By Betty Underground © 2008
In 1996 I moved into the house in Santa Monica Canyon. Wedged between Pacific Palisades and the Santa Monica Pier. Channel Rd and PCH. State Beach. Volleyball nets stretched across white sand. Roller bladders fighting for the attention of the boys at the spike.
It was the only team sport I had ever played with any regularity. The only one I enjoyed and was somewhat good at. Volleyball. Mixed doubles. 2 man teams.
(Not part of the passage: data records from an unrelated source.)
// Position and range model
pub mod position;

// Protocol wire types
pub mod protocol;

// Edit engine module
pub mod edit;

// Document snapshot module
pub mod document;

// Error types
pub mod error;

// Filesystem access
pub mod fs;

// Runtime configuration
pub mod config;

// Workspace edit application
pub mod workspace;

// JSON request/response module
pub mod json;

// Re-exports
pub use config::ApplyConfig;
pub use document::{Document, LineEnding};
pub use edit::{
    EditError, apply_edits, apply_text_edit, find_overlap, sort_edits_descending, validate_edits,
};
pub use error::{ApplyError, ErrorClass, OperationRef, Phase, WorkspaceError};
pub use fs::{EntryKind, FileContent, FileSystem, OsFileSystem, read_file};
pub use json::{ApplyRequest, ApplyResponse, generate_execution_id};
pub use position::{OffsetEncoding, Position, Range};
pub use protocol::{
    CreateFile, CreateFileOptions, DeleteFile, DeleteFileOptions, DocumentChange,
    DocumentEditEntry, RenameFile, RenameFileOptions, TextDocumentEdit, TextEdit, WorkspaceEdit,
};
pub use workspace::{ChangeOutcome, WorkspaceApplier, WorkspaceReport, uri_to_path};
I met Kam my first weekend at the house. Kramer, the consummate welcome wagon introduced me around the beach crew. Most of them locals. Living in and around the canyon. Like most everyone, he was blonde and tan. Towered nearly 6'7". A full foot plus on me and he was a lefty, with a right handed wind-up. Catching opponents completely off-guard irrespective of how many times they met him at the net. I was a digger and moved quickly in the sand. We would be a deadly pair.
The second weekend I met Monique La Bouche (The Mouth). Moni as they all seemed to be referring to her as. I soon learned she was a regular. Well, more of a fixture. In her bikini, wafting smell of coconut oil and the sound of sizzling flesh. A natural beauty but she could have used a sandwich. Bit skinny in my opinion.
She was Kam's friend. Roommate as it turned out, but the terms gave off an awkward appearance. She came with him everyday. Carrying a large stripped bag. Colorful. Reminded me of a Pousse Cafe and the contents were as lethal. She was a pill popper. Many of the beauties on State Beach were. They drank very little. A beer here and there, but consumed diet pills and speed at an alarming rate. One way to stay skinny.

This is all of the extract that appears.